De acordo com o tribunal, o cumprimento imediato do retorno à prisão fica condicionado à não interposição dos embargos infringentes pela defesa de Adriana Ancelmo, já que cabe recurso porque a decisão dos desembargadores não foi unânime.

Ou seja, Adriana Ancelmo permanecerá em prisão domiciliar até o julgamento definitivo do recurso infringente, que decidirá pela manutenção da prisão domiciliar ou pelo encaminhamento da ex-primeira-dama a um presídio estadual.

Decisão

Por 2 votos a 1, o TRF2 determinou hoje a volta à prisão da esposa do ex-governador Sérgio Cabral. O tribunal julgou recurso do Ministério Público Federal no Rio de Janeiro (MPF/RJ) que pedia o retorno de Adriana ao regime de prisão preventiva. Ela está em prisão domiciliar, concedida pela 7ª Vara Federal Criminal, porque tem filho menor de 12 anos, e a lei brasileira garante o direito de prisão domiciliar a mães de filhos na primeira infância.

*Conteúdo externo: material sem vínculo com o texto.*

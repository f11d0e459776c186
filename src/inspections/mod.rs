use chrono::Local;
use serde::{Deserialize, Serialize};
use std::fs;
use std::path::{Path, PathBuf};
use tracing::{info, warn};

use crate::common::dates::normalize_day;
use crate::models::inspection::Inspection;
use crate::models::photo::PhotoRecord;

#[derive(Debug, thiserror::Error)]
pub enum CheckpointError {
    #[error("Checkpoint I/O error: {0}")]
    Io(#[from] std::io::Error),
    #[error("Checkpoint serialization error: {0}")]
    Json(#[from] serde_json::Error),
}

#[derive(Debug, Serialize, Deserialize)]
struct CheckpointFile {
    inspections: Vec<Inspection>,
    last_save: String,
}

/// Session-scoped collection of inspections, grouping photos by calendar
/// day. Owned by the serving layer and passed around explicitly; there is
/// exactly one writer per session, so no locking.
///
/// Every mutation checkpoints the collection to disk on a best-effort basis:
/// a failed write is logged and the in-memory state stays authoritative for
/// the rest of the session.
pub struct InspectionLog {
    inspections: Vec<Inspection>,
    selected: Option<usize>,
    checkpoint_path: PathBuf,
}

impl InspectionLog {
    #[must_use]
    pub fn new(checkpoint_path: impl Into<PathBuf>) -> Self {
        Self {
            inspections: Vec::new(),
            selected: None,
            checkpoint_path: checkpoint_path.into(),
        }
    }

    /// Restore a previous session's checkpoint, or start empty when none
    /// exists. Photos whose file no longer exists are dropped and counts
    /// recomputed; photos that only lived as raw bytes never survive a
    /// checkpoint in the first place.
    ///
    /// # Errors
    /// * If an existing checkpoint file cannot be read or parsed.
    pub fn load_or_default(checkpoint_path: impl Into<PathBuf>) -> Result<Self, CheckpointError> {
        let checkpoint_path = checkpoint_path.into();
        if !checkpoint_path.exists() {
            info!("No saved inspections found, starting empty");
            return Ok(Self::new(checkpoint_path));
        }

        let raw = fs::read_to_string(&checkpoint_path)?;
        let checkpoint: CheckpointFile = serde_json::from_str(&raw)?;
        let mut inspections = checkpoint.inspections;
        for inspection in &mut inspections {
            inspection.photos.retain(|photo| {
                let alive = photo
                    .file_path
                    .as_ref()
                    .is_some_and(|path| path.exists());
                if !alive {
                    warn!("Photo file not found: {}", photo.filename);
                }
                alive
            });
            inspection.photo_count = inspection.photos.len();
        }
        info!("Restored {} inspections from checkpoint", inspections.len());
        Ok(Self {
            inspections,
            selected: None,
            checkpoint_path,
        })
    }

    /// Add a photo to the inspection matching its calendar day, creating a
    /// new inspection if none matches. Returns the index of the touched
    /// inspection, which also becomes the selected one.
    ///
    /// A photo with a missing or unparseable capture date degrades to
    /// "today" rather than being rejected. Existing inspections whose own
    /// date cannot be normalized are skipped during matching.
    pub fn add_photo(&mut self, photo: PhotoRecord) -> usize {
        let day = normalize_day(&photo.date_taken).unwrap_or_else(|| {
            warn!(
                "Unparseable capture date {:?} for {}, grouping under today",
                photo.date_taken, photo.filename
            );
            Local::now().date_naive()
        });

        let index = match self
            .inspections
            .iter()
            .position(|inspection| inspection.day() == Some(day))
        {
            Some(index) => {
                self.inspections[index].push_photo(photo);
                index
            }
            None => {
                self.inspections.push(Inspection::from_photo(day, photo));
                self.inspections.len() - 1
            }
        };
        self.selected = Some(index);
        self.checkpoint_best_effort();
        index
    }

    /// Delete an inspection along with the photo files it owns. Returns
    /// false when the id is out of range.
    pub fn delete_inspection(&mut self, id: usize) -> bool {
        if id >= self.inspections.len() {
            return false;
        }
        for photo in &self.inspections[id].photos {
            let Some(path) = &photo.file_path else {
                continue;
            };
            if path.exists() {
                if let Err(e) = fs::remove_file(path) {
                    warn!("Could not remove photo file {}: {e}", path.display());
                }
            }
        }
        self.inspections.remove(id);
        if self.selected == Some(id) {
            self.selected = None;
        }
        self.checkpoint_best_effort();
        true
    }

    /// Mutate one inspection's annotation fields in place, then checkpoint.
    /// Returns false when the id is out of range.
    pub fn update_inspection<F>(&mut self, id: usize, update: F) -> bool
    where
        F: FnOnce(&mut Inspection),
    {
        let Some(inspection) = self.inspections.get_mut(id) else {
            return false;
        };
        update(inspection);
        self.checkpoint_best_effort();
        true
    }

    #[must_use]
    pub fn inspections(&self) -> &[Inspection] {
        &self.inspections
    }

    #[must_use]
    pub fn get(&self, id: usize) -> Option<&Inspection> {
        self.inspections.get(id)
    }

    #[must_use]
    pub fn selected(&self) -> Option<&Inspection> {
        self.selected.and_then(|index| self.inspections.get(index))
    }

    #[must_use]
    pub fn selected_index(&self) -> Option<usize> {
        self.selected
    }

    #[must_use]
    pub fn total_photos(&self) -> usize {
        self.inspections
            .iter()
            .map(|inspection| inspection.photo_count)
            .sum()
    }

    /// Serialize the collection for export, without touching the checkpoint.
    ///
    /// # Errors
    /// * If serialization fails.
    pub fn export_json(&self) -> Result<String, CheckpointError> {
        let export = serde_json::json!({ "inspections": self.inspections });
        Ok(serde_json::to_string_pretty(&export)?)
    }

    /// Write the full collection to the checkpoint file. Photo bytes are
    /// stripped by serialization; file paths survive.
    ///
    /// # Errors
    /// * If the checkpoint file cannot be written.
    pub fn checkpoint(&self) -> Result<(), CheckpointError> {
        if let Some(parent) = self.checkpoint_path.parent() {
            if !parent.as_os_str().is_empty() {
                fs::create_dir_all(parent)?;
            }
        }
        let checkpoint = CheckpointFile {
            inspections: self.inspections.clone(),
            last_save: Local::now().naive_local().to_string(),
        };
        fs::write(
            &self.checkpoint_path,
            serde_json::to_string_pretty(&checkpoint)?,
        )?;
        Ok(())
    }

    #[must_use]
    pub fn checkpoint_path(&self) -> &Path {
        &self.checkpoint_path
    }

    fn checkpoint_best_effort(&self) {
        if let Err(e) = self.checkpoint() {
            warn!("Error saving inspections: {e}");
        }
    }
}

#[cfg(test)]
mod tests {
    use super::*;

    fn photo_on(date_taken: &str) -> PhotoRecord {
        PhotoRecord {
            filename: format!("{date_taken}.jpg"),
            date_taken: date_taken.to_string(),
            ..PhotoRecord::default()
        }
    }

    fn log_in(dir: &tempfile::TempDir) -> InspectionLog {
        InspectionLog::new(dir.path().join("inspections.json"))
    }

    #[test]
    fn mixed_date_formats_group_onto_one_day() {
        let dir = tempfile::tempdir().unwrap();
        let mut log = log_in(&dir);
        log.add_photo(photo_on("2023:06:14 09:30:12"));
        log.add_photo(photo_on("2023-06-14T16:45:00"));
        log.add_photo(photo_on("2023-06-14"));
        assert_eq!(log.inspections().len(), 1);
        assert_eq!(log.inspections()[0].photo_count, 3);
    }

    #[test]
    fn unparseable_inspection_dates_are_skipped_during_matching() {
        // Lenient legacy behavior: an inspection with a garbled date can
        // never be matched again, so a same-day photo starts a fresh one.
        let dir = tempfile::tempdir().unwrap();
        let mut log = log_in(&dir);
        log.add_photo(photo_on("2023-06-14"));
        log.update_inspection(0, |inspection| {
            inspection.date = "not a date".to_string();
        });
        log.add_photo(photo_on("2023-06-14"));
        assert_eq!(log.inspections().len(), 2);
    }

    #[test]
    fn selection_follows_the_touched_inspection() {
        let dir = tempfile::tempdir().unwrap();
        let mut log = log_in(&dir);
        log.add_photo(photo_on("2023-06-14"));
        log.add_photo(photo_on("2023-06-20"));
        assert_eq!(log.selected_index(), Some(1));
        log.add_photo(photo_on("2023-06-14"));
        assert_eq!(log.selected_index(), Some(0));
        assert_eq!(log.total_photos(), 3);
    }
}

O parecer do MPF reforça recurso da força-tarefa da Lava Jato no Rio de Janeiro e destaca que as causas que originaram a prisão de Adriana ganharam ainda mais robustez com o prosseguimento das investigações, não havendo razões para conversão da prisão preventiva em domiciliar.

Investigada na Operação Calicute, Adriana Ancelmo foi presa em dezembro passado, acusada de corrupção e lavagem de dinheiro em organização criminosa liderada pelo marido, que está preso em regime fechado desde novembro do ano passado.